[Dataset entries]
————
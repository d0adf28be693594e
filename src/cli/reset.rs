// src/cli/reset.rs
//! Maintenance resets

use clap::Subcommand;

#[derive(Subcommand)]
pub enum ResetCommands {
    /// Mark every building package, image and repo bootstrap as failed
    BuildingToFailed {
        /// Do not ask for confirmation
        #[arg(short, long)]
        yes: bool,
    },

    /// Queue every failed package, image and repo bootstrap again
    FailedToQueued {
        /// Do not ask for confirmation
        #[arg(short, long)]
        yes: bool,
    },
}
————
** WHAT IS NEEDED **
Each record should come back exactly as written.

** RESPONSE **
repository d0adf28be693594e
filename src/cli/reset.rs
// src/cli/reset.rs
//! Maintenance resets

use clap::Subcommand;

#[derive(Subcommand)]
pub enum ResetCommands {
    /// Mark every building package, image and repo bootstrap as failed
    BuildingToFailed {
        /// Do not ask for confirmation
        #[arg(short, long)]
        yes: bool,
    },

    /// Queue every failed package, image and repo bootstrap again
    FailedToQueued {
        /// Do not ask for confirmation
        #[arg(short, long)]
        yes: bool,
    },
}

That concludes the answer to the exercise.